» **Assignment**
From the line holding "let series = flipping_chain(3).time_series(1).unwrap();" to the final line below, restate each line word for word and add nothing.

» **Dataset content**
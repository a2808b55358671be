//! Physical lattice site to device qubit position.
//!
//! Sites count from the left end of the chain; the device orders bits the other
//! way round. The even and odd branches below are an empirical correction and do
//! not agree with each other: keep them as they are, downstream expectation
//! values are defined relative to this exact convention.

use qsim::MAX_QUBITS;

use crate::error::{Result, invalid};

/// Converts a site index into the position used when slicing outcome strings.
///
/// Valid input is `2 <= n <= MAX_QUBITS` and `site` in `[0, n - 1)`. The result is signed: for
/// even `n` it can fall outside `[0, n)` (`n = 2, site = 0` gives 2, `n = 8,
/// site = 6` gives -1).
pub fn convert_site(site: usize, n: usize) -> Result<isize> {
    if n < 2 {
        return Err(invalid(format!("lattice size must be at least 2, got {}", n)));
    }
    if n > MAX_QUBITS {
        return Err(invalid(format!(
            "lattice size {} exceeds the {}-qubit limit",
            n, MAX_QUBITS
        )));
    }
    if site >= n - 1 {
        return Err(invalid(format!(
            "site {} is outside [0, {}) for a {}-site lattice",
            site,
            n - 1,
            n
        )));
    }

    let (n, site) = (n as isize, site as isize);
    if n % 2 == 0 {
        Ok(n / 2 - site + 1)
    } else {
        let m = (n - 1) / 2;
        Ok(m + (m - site))
    }
}
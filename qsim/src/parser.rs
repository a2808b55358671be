use crate::Gate;
use crate::api::{SimError, check_width};

/// Extracts the number between the first `[` and the following `]`.
fn index_in(operand: &str) -> Option<usize> {
    let start = operand.find('[')?;
    let end = operand[start..].find(']')? + start;
    operand[start + 1..end].trim().parse::<usize>().ok()
}

/// Extracts `θ` from `name(θ)`.
fn angle_in(head: &str) -> Option<f64> {
    let start = head.find('(')?;
    let end = head.rfind(')')?;
    head[start + 1..end].trim().parse::<f64>().ok()
}

/// A very simple OpenQASM 2.0 parser covering the gate set the simulator runs.
///
/// Returns the register width and the gate list. `measure q -> c;` expands to one
/// measurement per qubit.
pub fn parse_qasm(qasm_str: &str) -> Result<(usize, Vec<Gate>), SimError> {
    let mut num_qubits = None;
    let mut gates = Vec::new();

    for (line_no, line) in qasm_str.lines().enumerate() {
        let trimmed_line = line.trim();
        if trimmed_line.is_empty()
            || trimmed_line.starts_with("//")
            || trimmed_line.starts_with("OPENQASM")
            || trimmed_line.starts_with("include")
        {
            continue;
        }
        let err = || SimError::Qasm(format!("line {}: cannot parse `{}`", line_no + 1, trimmed_line));

        let statement = trimmed_line.trim_end_matches(';').trim();
        let (head, operands) = match statement.find(|c: char| c.is_whitespace()) {
            // `rx(0.5) q[0]` splits after the closing parenthesis
            Some(pos) if !statement[..pos].contains('(') || statement[..pos].contains(')') => {
                (&statement[..pos], statement[pos..].trim())
            }
            _ => match statement.find(')') {
                Some(pos) => (&statement[..=pos], statement[pos + 1..].trim()),
                None => (statement, ""),
            },
        };
        let name = head.split('(').next().unwrap_or(head).trim();

        match name {
            "qreg" => {
                let width = index_in(operands).ok_or_else(err)?;
                check_width(width)?;
                num_qubits = Some(width);
            }
            // Classical registers are implied by the quantum one.
            "creg" => continue,
            "barrier" => gates.push(Gate::Barrier),
            "h" | "x" | "y" | "z" | "s" | "sdg" => {
                let qubit = index_in(operands).ok_or_else(err)?;
                gates.push(match name {
                    "h" => Gate::H { qubit },
                    "x" => Gate::X { qubit },
                    "y" => Gate::Y { qubit },
                    "z" => Gate::Z { qubit },
                    "s" => Gate::S { qubit },
                    _ => Gate::Sdg { qubit },
                });
            }
            "rx" | "ry" | "rz" => {
                let theta = angle_in(head).ok_or_else(err)?;
                let qubit = index_in(operands).ok_or_else(err)?;
                gates.push(match name {
                    "rx" => Gate::RX { qubit, theta },
                    "ry" => Gate::RY { qubit, theta },
                    _ => Gate::RZ { qubit, theta },
                });
            }
            "cx" | "CX" => {
                let mut parts = operands.split(',');
                let control = parts.next().and_then(index_in).ok_or_else(err)?;
                let target = parts.next().and_then(index_in).ok_or_else(err)?;
                gates.push(Gate::CX { control, target });
            }
            "measure" => {
                let (src, dst) = operands.split_once("->").ok_or_else(err)?;
                match (index_in(src), index_in(dst)) {
                    (Some(qubit), Some(clbit)) => gates.push(Gate::Measure { qubit, clbit }),
                    (None, None) => {
                        let n = num_qubits.ok_or_else(err)?;
                        gates.extend((0..n).map(|q| Gate::Measure { qubit: q, clbit: q }));
                    }
                    _ => return Err(err()),
                }
            }
            _ => return Err(err()),
        }
    }

    let num_qubits = num_qubits.ok_or_else(|| SimError::Qasm("missing qreg declaration".into()))?;
    Ok((num_qubits, gates))
}
use qsim::SimError;
use thiserror::Error;

#[derive(Error, Debug)]
pub enum DtcError {
    #[error("Invalid argument: {0}")]
    InvalidArgument(String),
    #[error("Division by zero: the shot budget is 0")]
    DivisionByZero,
    /// Failures of the circuit executor, passed through untouched.
    #[error(transparent)]
    Execution(#[from] SimError),
}

pub type Result<T> = std::result::Result<T, DtcError>;

pub(crate) fn invalid(msg: impl Into<String>) -> DtcError {
    DtcError::InvalidArgument(msg.into())
}
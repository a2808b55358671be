use std::sync::Arc;

use qsim::{Backend, Circuit, Counts, NoisySimulator, SimError, StatevectorSimulator};
use tracing::debug;

use crate::context::{ExecutionContext, ExecutionMode};
use crate::error::Result;
use crate::expectation::{ExperimentResults, expectation_value};

/// Runs circuits under one [`ExecutionContext`].
#[derive(Clone)]
pub struct Executor {
    context: ExecutionContext,
    backend: Arc<dyn Backend>,
}

impl Executor {
    /// Builds the local backend for the context's mode.
    ///
    /// `Hardware` has no local backend; use [`Executor::with_remote`] for it.
    pub fn new(context: ExecutionContext) -> Result<Self> {
        let backend: Arc<dyn Backend> = match context.mode() {
            ExecutionMode::Ideal { seed } => {
                let sim = StatevectorSimulator::default();
                Arc::new(match seed {
                    Some(s) => sim.with_seed(*s),
                    None => sim,
                })
            }
            ExecutionMode::NoisyLocal {
                noise,
                coupling_map,
                seed,
            } => {
                let sim = NoisySimulator::new(*noise, coupling_map.clone())?;
                Arc::new(match seed {
                    Some(s) => sim.with_seed(*s),
                    None => sim,
                })
            }
            ExecutionMode::Hardware { device } => {
                return Err(SimError::Unavailable(format!(
                    "no remote provider registered for device '{}'",
                    device
                ))
                .into());
            }
        };
        Ok(Self { context, backend })
    }

    /// Uses a caller-supplied backend, typically a client for remote hardware.
    pub fn with_remote(context: ExecutionContext, backend: Arc<dyn Backend>) -> Self {
        Self { context, backend }
    }

    pub fn context(&self) -> &ExecutionContext {
        &self.context
    }

    pub fn backend_name(&self) -> &str {
        self.backend.name()
    }

    pub fn counts(&self, circuit: &Circuit) -> Result<Counts> {
        debug!(circuit = %circuit.name, backend = self.backend.name(), "executing");
        Ok(self.backend.execute(circuit, self.context.shots())?)
    }

    /// Executes every circuit, keyed by circuit name.
    pub fn run(&self, circuits: &[Circuit]) -> Result<ExperimentResults> {
        let mut results = ExperimentResults::new();
        for circuit in circuits {
            results.insert(circuit.name.clone(), self.counts(circuit)?);
        }
        Ok(results)
    }

    /// Executes `circuit` and returns the spin polarisation at `site`.
    pub fn expectation(&self, circuit: &Circuit, site: usize) -> Result<f64> {
        let results = self.run(std::slice::from_ref(circuit))?;
        expectation_value(
            circuit.num_qubits,
            site,
            &results,
            self.context.shots(),
            &circuit.name,
        )
    }
}
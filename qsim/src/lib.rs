pub mod api;
pub mod circuit;
pub mod gates;
pub mod noise;
pub mod parser;
pub mod state;
pub mod statevector_backend;

// Re-export key components for easier access from the binary or other libraries.
pub use api::{Backend, Counts, Pauli, SimError, SimulatorApi, check_width};
pub use circuit::Circuit;
pub use gates::Gate;
pub use noise::{CouplingMap, NoiseModel, NoisySimulator};
pub use parser::parse_qasm;
pub use state::{MAX_QUBITS, StateVector};
pub use statevector_backend::StatevectorSimulator;
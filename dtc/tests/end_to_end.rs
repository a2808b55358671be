use std::f64::consts::PI;

use dtc::{BatchRunner, DtcParams, ExecutionContext, ExecutionMode, Executor, ZneConfig};
use qsim::{NoiseModel, Pauli, SimulatorApi, StatevectorSimulator};

fn quiet_chain(n: usize) -> DtcParams {
    DtcParams {
        n,
        j: 0.0,
        t: 0.0,
        dt: 0.5,
        lamb: 0.0,
        omega: 0.0,
        h: 0.0,
    }
}

/// Constant drive that rotates every spin by π per step.
fn flipping_chain(n: usize) -> DtcParams {
    let dt = 0.5;
    DtcParams {
        h: -PI / (2.0 * dt),
        t: dt,
        ..quiet_chain(n)
    }
}

fn ideal(shots: u64) -> Executor {
    Executor::new(ExecutionContext::ideal(shots).unwrap()).unwrap()
}

fn noisy(shots: u64, noise: NoiseModel) -> Executor {
    let mode = ExecutionMode::NoisyLocal {
        noise,
        coupling_map: vec![(0, 1), (1, 2)],
        seed: Some(17),
    };
    Executor::new(ExecutionContext::new(shots, mode).unwrap()).unwrap()
}

#[test]
fn prepare_and_measure_cancel() {
    let exec = ideal(1000);
    let circuit = quiet_chain(3).time_series(2).unwrap().pop().unwrap();
    for site in 0..2 {
        assert_eq!(exec.expectation(&circuit, site).unwrap(), 1.0);
    }
}

#[test]
fn pi_drive_flips_every_spin() {
    let exec = ideal(1000);
    let circuit = flipping_chain(3).build_circuit().unwrap();
    let counts = exec.counts(&circuit).unwrap();
    assert_eq!(counts.get("111"), Some(&1000));
    assert_eq!(exec.expectation(&circuit, 1).unwrap(), -1.0);
}

#[test]
fn polarisation_alternates_with_period_two() {
    let exec = ideal(512);
    let series = flipping_chain(5).time_series(4).unwrap();
    let values = BatchRunner::new(&exec, 1)
        .with_max_batch_size(2)
        .evaluate(&series)
        .unwrap();
    assert_eq!(values, vec![1.0, -1.0, 1.0, -1.0, 1.0]);
}

#[test]
fn sampled_value_tracks_exact_z_expectation() {
    let params = DtcParams {
        n: 3,
        j: 0.8,
        t: 1.0,
        dt: 0.25,
        lamb: 0.3,
        omega: PI,
        h: 1.2,
    };
    let circuit = params.build_circuit().unwrap();

    let mut exact = StatevectorSimulator::new(3);
    exact.run(&circuit).unwrap();
    let exec = ideal(20_000);

    // on an odd chain site s is read from qubit s
    for site in 0..2 {
        let z = exact.expectation(&[(Pauli::Z, site)]).unwrap();
        let sampled = exec.expectation(&circuit, site).unwrap();
        assert!((z - sampled).abs() < 0.05, "site {}: exact {} sampled {}", site, z, sampled);
    }
}

#[test]
fn readout_error_shrinks_polarisation() {
    let noise = NoiseModel {
        readout_error: 0.1,
        ..Default::default()
    };
    let exec = noisy(4000, noise);
    let value = exec.expectation(&flipping_chain(3).build_circuit().unwrap(), 0).unwrap();
    assert!((value + 0.8).abs() < 0.05, "got {}", value);
}

#[test]
fn zne_is_neutral_without_noise() {
    let exec = ideal(256);
    let series = flipping_chain(3).time_series(1).unwrap();
    let values = BatchRunner::new(&exec, 0)
        .with_zne(ZneConfig::default())
        .evaluate(&series)
        .unwrap();
    assert!((values[0] - 1.0).abs() < 1e-9);
    assert!((values[1] + 1.0).abs() < 1e-9);
}

#[test]
fn zne_moves_noisy_value_towards_ideal() {
    let noise = NoiseModel {
        single_qubit_error: 0.01,
        two_qubit_error: 0.02,
        readout_error: 0.0,
    };
    let exec = noisy(8000, noise);
    let circuit = flipping_chain(3).build_circuit().unwrap();

    let raw = BatchRunner::new(&exec, 0).evaluate(std::slice::from_ref(&circuit)).unwrap()[0];
    let mitigated = BatchRunner::new(&exec, 0)
        .with_zne(ZneConfig::default())
        .evaluate(std::slice::from_ref(&circuit))
        .unwrap()[0];

    assert!(raw > -0.97, "noise should be visible, got {}", raw);
    assert!((mitigated + 1.0).abs() < (raw + 1.0).abs(), "raw {} mitigated {}", raw, mitigated);
}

» **Result below**
    let series = flipping_chain(3).time_series(1).unwrap();
    let values = BatchRunner::new(&exec, 0)
        .with_zne(ZneConfig::default())
        .evaluate(&series)
        .unwrap();
    assert!((values[0] - 1.0).abs() < 1e-9);
    assert!((values[1] + 1.0).abs() < 1e-9);
}

#[test]
fn zne_moves_noisy_value_towards_ideal() {
    let noise = NoiseModel {
        single_qubit_error: 0.01,
        two_qubit_error: 0.02,
        readout_error: 0.0,
    };
    let exec = noisy(8000, noise);
    let circuit = flipping_chain(3).build_circuit().unwrap();

    let raw = BatchRunner::new(&exec, 0).evaluate(std::slice::from_ref(&circuit)).unwrap()[0];
    let mitigated = BatchRunner::new(&exec, 0)
        .with_zne(ZneConfig::default())
        .evaluate(std::slice::from_ref(&circuit))
        .unwrap()[0];

    assert!(raw > -0.97, "noise should be visible, got {}", raw);
    assert!((mitigated + 1.0).abs() < (raw + 1.0).abs(), "raw {} mitigated {}", raw, mitigated);
}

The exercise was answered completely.